Assigned task » The response must consist of the lines below from the one with "let model = NearestNeighbour::new(3).unwrap();" through the one with "match resolve(&model, lr.view())", exactly as they appear and with both ends kept.

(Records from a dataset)
================

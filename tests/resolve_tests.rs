use ndarray::{Array, Array4, ArrayD, ArrayViewD, Axis, IxDyn};
use srgan_common::{
	evaluate, evaluate_detailed, model_fn, resolve, resolve_single, Model, NearestNeighbour, SrganError,
};

fn identity(lr: ArrayViewD<f32>) -> srgan_common::Result<ArrayD<f32>> {
	Ok(lr.to_owned())
}

#[test]
fn test_resolve_clips_rounds_and_casts() {
	let raw = vec![-10.0, 300.0, 127.6, 127.4, 0.2, 254.9];
	let model = model_fn(move |_| Ok(Array::from_shape_vec(IxDyn(&[1, 1, 2, 3]), raw.clone()).unwrap()));
	let lr = ArrayD::<f32>::zeros(IxDyn(&[1, 1, 1, 3]));

	let sr: ArrayD<u8> = resolve(&model, lr.view()).unwrap();

	assert_eq!(sr.shape(), &[1, 1, 2, 3]);
	assert_eq!(sr.iter().copied().collect::<Vec<u8>>(), vec![0, 255, 128, 127, 0, 255]);
}

#[test]
fn test_resolve_rounds_half_to_even() {
	let model = model_fn(|_| Ok(Array::from_shape_vec(IxDyn(&[1, 1, 1, 3]), vec![0.5f32, 2.5, 254.5]).unwrap()));
	let lr = ArrayD::<f32>::zeros(IxDyn(&[1, 1, 1, 3]));

	let sr = resolve(&model, lr.view()).unwrap();

	assert_eq!(sr.iter().copied().collect::<Vec<u8>>(), vec![0, 2, 254]);
}

#[test]
fn test_resolve_single_rejects_empty_prediction_batch() {
	let model = model_fn(|_| Ok(ArrayD::<f32>::zeros(IxDyn(&[0, 2, 2, 3]))));
	let lr = ArrayD::<f32>::zeros(IxDyn(&[1, 1, 3]));

	match resolve_single(&model, lr.view()) {
		Err(SrganError::Model(msg)) => assert!(msg.contains("[0, 2, 2, 3]"), "{}", msg),
		other => panic!("unexpected result: {:?}", other),
	}
}

#[test]
fn test_resolve_single_rejects_scalar_prediction() {
	let model = model_fn(|_| Ok(ArrayD::<f32>::zeros(IxDyn(&[]))));
	let lr = ArrayD::<f32>::zeros(IxDyn(&[1, 1, 3]));
	assert!(matches!(resolve_single(&model, lr.view()), Err(SrganError::Model(_))));
}

#[test]
fn test_resolve_single_clips_constant_prediction() {
	let model = model_fn(|lr| {
		let (n, h, w, c) = lr.into_dimensionality::<ndarray::Ix4>()?.dim();
		Ok(Array4::from_elem((n, h * 2, w * 2, c), 260.0f32).into_dyn())
	});
	let lr = ArrayD::<f32>::from_elem(IxDyn(&[3, 5, 3]), 40.0);

	let sr = resolve_single(&model, lr.view()).unwrap();

	assert_eq!(sr.shape(), &[6, 10, 3]);
	assert!(sr.iter().all(|&v| v == 255));
}

#[test]
fn test_resolve_single_matches_batched_resolve() {
	let model = NearestNeighbour::new(3).unwrap();
	let lr = Array::from_shape_fn(IxDyn(&[2, 2, 3]), |idx| (idx[0] * 60 + idx[1] * 20 + idx[2]) as f32 + 0.4);

	let single = resolve_single(&model, lr.view()).unwrap();
	let batched = resolve(&model, lr.view().insert_axis(Axis(0))).unwrap();

	assert_eq!(single, batched.index_axis(Axis(0), 0));
	assert_eq!(single[[5, 5, 2]], 82);
}

#[test]
fn test_resolve_passes_model_errors_through() {
	let model = model_fn(|_| Err(SrganError::Model("input shape rejected".to_string())));
	let lr = ArrayD::<f32>::zeros(IxDyn(&[1, 4, 4, 3]));
	match resolve(&model, lr.view()) {
		Err(SrganError::Model(msg)) => assert_eq!(msg, "input shape rejected"),
		other => panic!("unexpected result: {:?}", other),
	}
}

#[test]
fn test_evaluate_identity_on_identical_pair_is_infinite() {
	let image = Array::from_shape_fn(IxDyn(&[1, 4, 4, 3]), |idx| (idx[1] * 50 + idx[2] * 10 + idx[3]) as f32);
	let model = model_fn(identity);

	let mean = evaluate(&model, vec![(image.clone(), image)]).unwrap();

	assert_eq!(mean, f64::INFINITY);
}

#[test]
fn test_evaluate_averages_pairs() {
	let model = model_fn(identity);
	let lr = ArrayD::<f32>::zeros(IxDyn(&[1, 2, 2, 3]));
	let hr_20db = ArrayD::<f32>::from_elem(IxDyn(&[1, 2, 2, 3]), 25.5);
	let hr_0db = ArrayD::<f32>::from_elem(IxDyn(&[1, 2, 2, 3]), 255.0);

	let evaluation = evaluate_detailed(&model, vec![(lr.clone(), hr_20db), (lr, hr_0db)]).unwrap();

	assert_eq!(evaluation.len(), 2);
	assert!((evaluation.psnr_values()[0] - 20.0).abs() < 1e-9);
	assert!(evaluation.psnr_values()[1].abs() < 1e-9);
	assert!((evaluation.mean() - 10.0).abs() < 1e-9);
}

#[test]
fn test_evaluate_consumes_lazy_dataset_in_order() {
	let model = NearestNeighbour::new(2).unwrap();
	let ds = (0..3).map(|i| {
		let lr = ArrayD::<f32>::from_elem(IxDyn(&[1, 2, 2, 3]), 100.0);
		let hr = ArrayD::<f32>::from_elem(IxDyn(&[1, 4, 4, 3]), 100.0 + 25.5 * i as f32);
		(lr, hr)
	});

	let evaluation = evaluate_detailed(&model, ds).unwrap();

	assert_eq!(evaluation.psnr_values()[0], f64::INFINITY);
	assert!(evaluation.psnr_values()[1] > evaluation.psnr_values()[2]);
}

#[test]
fn test_evaluate_rejects_larger_batches() {
	let model = model_fn(identity);
	let lr = ArrayD::<f32>::zeros(IxDyn(&[2, 2, 2, 3]));
	let hr = lr.clone();

	match evaluate(&model, vec![(lr, hr)]) {
		Err(SrganError::BatchSize { index, size }) => {
			assert_eq!(index, 0);
			assert_eq!(size, 2);
		},
		other => panic!("unexpected result: {:?}", other),
	}
}

#[test]
fn test_evaluate_rejects_unbatched_images() {
	let model = model_fn(identity);
	let lr = ArrayD::<f32>::zeros(IxDyn(&[2, 2, 3]));
	assert!(matches!(
		evaluate(&model, vec![(lr.clone(), lr)]),
		Err(SrganError::ShapeMismatch(_))
	));
}

#[test]
fn test_evaluate_empty_dataset() {
	let model = model_fn(identity);
	let ds: Vec<(ArrayD<f32>, ArrayD<f32>)> = Vec::new();
	assert!(matches!(evaluate(&model, ds), Err(SrganError::EmptyDataset)));
}

#[test]
fn test_evaluate_through_trait_object() {
	let model: Box<dyn Model> = Box::new(NearestNeighbour::new(2).unwrap());
	let lr = ArrayD::<f32>::from_elem(IxDyn(&[1, 1, 1, 3]), 7.0);
	let hr = ArrayD::<f32>::from_elem(IxDyn(&[1, 2, 2, 3]), 7.0);
	assert_eq!(evaluate(model.as_ref(), vec![(lr, hr)]).unwrap(), f64::INFINITY);
}
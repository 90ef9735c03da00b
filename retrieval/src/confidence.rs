//! Confidence scoring for synthesized queries.

use crate::error::{Result, RetrievalError};

/// Weighted confidence: `clamp(w · similarity + agree · bonus, floor, 1)`.
///
/// With non-negative weights the score never decreases as similarity rises or
/// when the intent starts agreeing. A positive floor keeps any matched result
/// strictly above the zero reserved for "no matches".
#[derive(Debug, Clone, Copy, PartialEq)]
pub struct ConfidencePolicy {
    similarity_weight: f32,
    intent_bonus: f32,
    floor: f32,
}

impl ConfidencePolicy {
    pub fn new(similarity_weight: f32, intent_bonus: f32, floor: f32) -> Result<Self> {
        let finite_non_negative = |v: f32| v.is_finite() && v >= 0.0;
        if !finite_non_negative(similarity_weight) || !finite_non_negative(intent_bonus) {
            return Err(RetrievalError::Config(format!(
                "confidence weights must be finite and non-negative \
                 (similarity_weight={similarity_weight}, intent_bonus={intent_bonus})"
            )));
        }
        if floor.is_nan() || floor <= 0.0 || floor > 1.0 {
            return Err(RetrievalError::Config(format!(
                "confidence floor must be in (0, 1], got {floor}"
            )));
        }
        Ok(Self {
            similarity_weight,
            intent_bonus,
            floor,
        })
    }

    /// Score for a chosen candidate.
    pub fn score(&self, similarity: f32, intent_agrees: bool) -> f32 {
        let similarity = if similarity.is_nan() {
            0.0
        } else {
            similarity.clamp(0.0, 1.0)
        };
        let bonus = if intent_agrees { self.intent_bonus } else { 0.0 };
        (self.similarity_weight * similarity + bonus).clamp(self.floor, 1.0)
    }

    /// Score when retrieval found nothing.
    pub fn no_match(&self) -> f32 {
        0.0
    }
}

impl Default for ConfidencePolicy {
    fn default() -> Self {
        Self {
            similarity_weight: 0.7,
            intent_bonus: 0.3,
            floor: 0.05,
        }
    }
}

================

Finished exercise »
	let model = NearestNeighbour::new(3).unwrap();
	let lr = Array::from_shape_fn(IxDyn(&[2, 2, 3]), |idx| (idx[0] * 60 + idx[1] * 20 + idx[2]) as f32 + 0.4);

	let single = resolve_single(&model, lr.view()).unwrap();
	let batched = resolve(&model, lr.view().insert_axis(Axis(0))).unwrap();

	assert_eq!(single, batched.index_axis(Axis(0), 0));
	assert_eq!(single[[5, 5, 2]], 82);
}

#[test]
fn test_resolve_passes_model_errors_through() {
	let model = model_fn(|_| Err(SrganError::Model("input shape rejected".to_string())));
	let lr = ArrayD::<f32>::zeros(IxDyn(&[1, 4, 4, 3]));
	match resolve(&model, lr.view()) {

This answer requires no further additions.